Pectin and fiber are important constitutes of the main structural support in the cell wall, playing important roles in material transportation and protection against adversity. Previous reports showed that the cell wall participated in perception of external signals by changing the components in response to various environmental stimuli or stresses [29]. It has also been reported that heat shock treatment can inhibit the degradation of pectin and cellulose and lead to an increase in water soluble pectin, delaying the process of persimmon softening, alleviating chilling injury and extending the shelf life of fruits [30, 31]. The fiber contents were significantly increased by the combined HT and preservative treatments, suggesting that the structure and intensity of fruit cell wall were affected so as to prevent fungus and enhance fruit storage and resistance.

4. Conclusions

Heat treatment at 55°C for 20 s was effective in extending the storage life of Ponkan fruit. Furthermore, heat combined with 25% preservative treatment significantly decreased the decay rate of Ponkan fruit during storage, showing a similar effect to that observed with 100% preservative treatment. This may be because the heat treatment was effective in enhancing the efficacy of the preservative, permitting a decrease in the amount of chemicals used for decay control in Ponkan fruit.
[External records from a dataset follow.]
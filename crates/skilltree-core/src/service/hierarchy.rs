//! Hierarchy engine.
//!
//! Wraps a `SkillRepository` and owns every structural rule: cycle
//! prevention on reparent, ancestor/descendant computation, atomic cascade
//! delete, forest assembly, and search filtering.
//!
//! Concurrency: the repository contract does not promise serializable
//! isolation across a read-check-write sequence, so structural mutations
//! (create under a parent, reparent, delete) run under one async mutex.
//! Root-only creates, pure field edits and all reads skip the lock.

use std::future::Future;

use skilltree_types::error::{NotFoundKind, RepositoryError, SkillError};
use skilltree_types::skill::{
    CreateSkillRequest, NewSkill, SkillDetail, SkillId, SkillNode, SkillPatch, SkillRef,
    SkillView, UpdateSkillRequest, validate_description, validate_name,
};
use tokio::sync::{Mutex, MutexGuard};

use crate::hierarchy::{ForestError, SkillForest, filter_forest};
use crate::repository::skill::SkillRepository;

impl From<ForestError> for SkillError {
    fn from(e: ForestError) -> Self {
        SkillError::Storage(format!("inconsistent hierarchy: {e}"))
    }
}

/// Service enforcing the forest invariants on top of a plain repository.
pub struct HierarchyService<R: SkillRepository> {
    repo: R,
    structure_lock: Mutex<()>,
    storage_retries: u32,
}

impl<R: SkillRepository> HierarchyService<R> {
    /// Create a service that retries a failed store call once.
    pub fn new(repo: R) -> Self {
        Self {
            repo,
            structure_lock: Mutex::new(()),
            storage_retries: 1,
        }
    }

    /// Override how many times a failed store call is retried.
    pub fn with_storage_retries(mut self, retries: u32) -> Self {
        self.storage_retries = retries;
        self
    }

    #[cfg(test)]
    pub(crate) fn repository(&self) -> &R {
        &self.repo
    }

    /// Create a skill, optionally under an existing parent.
    #[tracing::instrument(
        name = "skill.create",
        skip(self, request, created_by),
        fields(parent_id = ?request.parent_id)
    )]
    pub async fn create(
        &self,
        request: CreateSkillRequest,
        created_by: Option<String>,
    ) -> Result<SkillView, SkillError> {
        let name = validate_name(&request.name)?;
        let description = validate_description(request.description)?;

        // A new node has no descendants, so it cannot close a cycle. The lock
        // only keeps the parent from being deleted between check and insert.
        let _guard = self.lock_if(request.parent_id.is_some()).await;

        // Ancestors come from the pre-insert snapshot; nothing after the
        // commit may fail the request.
        let ancestors = match &request.parent_id {
            Some(parent_id) => {
                let forest = self.load_forest().await?;
                let parent = forest
                    .get(parent_id)
                    .ok_or(SkillError::NotFound(NotFoundKind::Parent))?;
                let mut chain = forest.ancestor_refs(parent_id)?;
                chain.push(SkillRef::from(parent));
                chain
            }
            None => Vec::new(),
        };

        let record = NewSkill {
            name,
            description,
            icon: request.icon.filter(|i| !i.is_empty()),
            color: request.color,
            parent_id: request.parent_id,
            created_by,
        };
        let skill = self.store("insert", || self.repo.insert(&record)).await?;

        tracing::info!(skill_id = %skill.id, name = %skill.name, "skill created");
        Ok(SkillView::new(skill, ancestors))
    }

    /// Apply a partial update. Reparenting is checked against the current tree.
    #[tracing::instrument(name = "skill.update", skip(self, request), fields(skill_id = %id))]
    pub async fn update(
        &self,
        id: &SkillId,
        request: UpdateSkillRequest,
    ) -> Result<SkillView, SkillError> {
        let _guard = self.lock_if(request.parent_id.is_some()).await;

        let forest = self.load_forest().await?;
        let current = forest
            .get(id)
            .cloned()
            .ok_or(SkillError::NotFound(NotFoundKind::Skill))?;

        let mut patch = SkillPatch::default();
        if let Some(name) = request.name {
            patch.name = Some(validate_name(&name)?);
        }
        if let Some(description) = request.description {
            patch.description = Some(validate_description(Some(description))?);
        }
        if let Some(icon) = request.icon {
            patch.icon = Some(Some(icon).filter(|i| !i.is_empty()));
        }
        if let Some(color) = request.color {
            patch.color = Some(Some(color));
        }

        // Ancestors after the write, computed from the pre-write snapshot.
        let mut ancestors = None;
        if let Some(new_parent) = request.parent_id {
            if new_parent != current.parent_id {
                ancestors = Some(match &new_parent {
                    Some(candidate) => Self::check_reparent(&forest, id, candidate)?,
                    None => Vec::new(),
                });
                patch.parent_id = Some(new_parent);
            }
        }
        let ancestors = match ancestors {
            Some(chain) => chain,
            None => forest.ancestor_refs(id)?,
        };

        let moved = patch.moves();
        let skill = self.store("update", || self.repo.update(id, &patch)).await?;

        if moved {
            tracing::info!(from = ?current.parent_id, to = ?skill.parent_id, "skill reparented");
        } else {
            tracing::debug!("skill fields updated");
        }
        Ok(SkillView::new(skill, ancestors))
    }

    /// Delete a skill and its whole subtree in one atomic commit.
    ///
    /// Returns the number of records removed (1 + total descendants).
    #[tracing::instrument(name = "skill.delete", skip(self), fields(skill_id = %id))]
    pub async fn delete(&self, id: &SkillId) -> Result<usize, SkillError> {
        let _guard = self.structure_lock.lock().await;

        let forest = self.load_forest().await?;
        if !forest.contains(id) {
            return Err(SkillError::NotFound(NotFoundKind::Skill));
        }

        let mut doomed = vec![*id];
        doomed.extend(forest.descendants(id));

        let removed = if doomed.len() == 1 {
            self.store("delete", || self.repo.delete(id)).await?;
            1
        } else {
            let rows = self
                .store("delete_many", || self.repo.delete_many(&doomed))
                .await?;
            usize::try_from(rows).unwrap_or(usize::MAX)
        };

        tracing::info!(removed, "skill subtree deleted");
        Ok(removed)
    }

    /// A skill with its ancestors, direct children, and structural stats.
    #[tracing::instrument(name = "skill.get", skip(self), fields(skill_id = %id))]
    pub async fn get(&self, id: &SkillId) -> Result<SkillDetail, SkillError> {
        let forest = self.load_forest().await?;
        let skill = forest
            .get(id)
            .cloned()
            .ok_or(SkillError::NotFound(NotFoundKind::Skill))?;

        Ok(SkillDetail {
            skill,
            ancestors: forest.ancestor_refs(id)?,
            children: forest.children(id).into_iter().cloned().collect(),
            stats: forest.stats(id)?,
        })
    }

    /// All roots with their subtrees, optionally filtered by a name query.
    #[tracing::instrument(name = "skill.list_forest", skip(self))]
    pub async fn list_forest(&self, search: Option<&str>) -> Result<Vec<SkillNode>, SkillError> {
        let forest = self.load_forest().await?;
        if forest.is_empty() {
            return Ok(Vec::new());
        }
        let roots = forest.materialize();
        tracing::debug!(skills = forest.len(), roots = roots.len(), "forest loaded");

        Ok(match search {
            Some(query) => {
                let kept = filter_forest(roots, query);
                let matched: usize = kept.iter().map(SkillNode::subtree_len).sum();
                tracing::debug!(query, matched, "forest filtered");
                kept
            }
            None => roots,
        })
    }

    // -----------------------------------------------------------------------
    // Internals
    // -----------------------------------------------------------------------

    async fn lock_if(&self, structural: bool) -> Option<MutexGuard<'_, ()>> {
        if structural {
            Some(self.structure_lock.lock().await)
        } else {
            None
        }
    }

    /// Reject a candidate parent that is the skill itself, does not exist,
    /// or sits inside the skill's own subtree. On success returns the
    /// skill's ancestor chain as it will read once moved under `candidate`.
    fn check_reparent(
        forest: &SkillForest,
        id: &SkillId,
        candidate: &SkillId,
    ) -> Result<Vec<SkillRef>, SkillError> {
        if candidate == id {
            return Err(SkillError::Cycle);
        }

        let parent = forest
            .get(candidate)
            .ok_or(SkillError::NotFound(NotFoundKind::Parent))?;
        if forest.would_create_cycle(id, candidate)? {
            tracing::warn!(candidate = %candidate, "reparent rejected: would create a cycle");
            return Err(SkillError::Cycle);
        }

        let mut chain = forest.ancestor_refs(candidate)?;
        chain.push(SkillRef::from(parent));
        Ok(chain)
    }

    async fn load_forest(&self) -> Result<SkillForest, SkillError> {
        let skills = self.store("list_all", || self.repo.list_all()).await?;
        Ok(SkillForest::from_skills(skills))
    }

    /// Run a store call, retrying storage failures up to `storage_retries`
    /// times. Deterministic failures return immediately.
    async fn store<T, F, Fut>(&self, operation: &'static str, mut call: F) -> Result<T, SkillError>
    where
        F: FnMut() -> Fut,
        Fut: Future<Output = Result<T, RepositoryError>>,
    {
        let mut attempt = 0;
        loop {
            let err = match call().await {
                Ok(value) => return Ok(value),
                Err(err) => SkillError::from(err),
            };
            if !err.is_retryable() {
                return Err(err);
            }
            if attempt < self.storage_retries {
                attempt += 1;
                tracing::warn!(operation, attempt, error = %err, "store call failed, retrying");
                continue;
            }
            tracing::error!(operation, error = %err, "store call failed");
            return Err(err);
        }
    }
}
In addition, the increased pectin and fiber contents in fruit treated with HT combined with preservative suggested that the structure and intensity of cell wall were affected so as to prevent fungus infection and enhance fruit resistance during postharvest storage.

Conflicts of Interest

The authors declare that they have no conflicts of interest.

Authors’ Contributions

Dandan Tang and Qiong Lin contributed equally to this work.

Acknowledgments

The authors thank Professor Donald Grierson from the University of Nottingham (UK) for his efforts in editing the manuscript language. This research was supported by the Project of the Science and Technology Department of Zhejiang Province (2013C02019-1) and the National Key Technology Research and Development Program of the Ministry of Science and Technology of China (2012BAD38B03).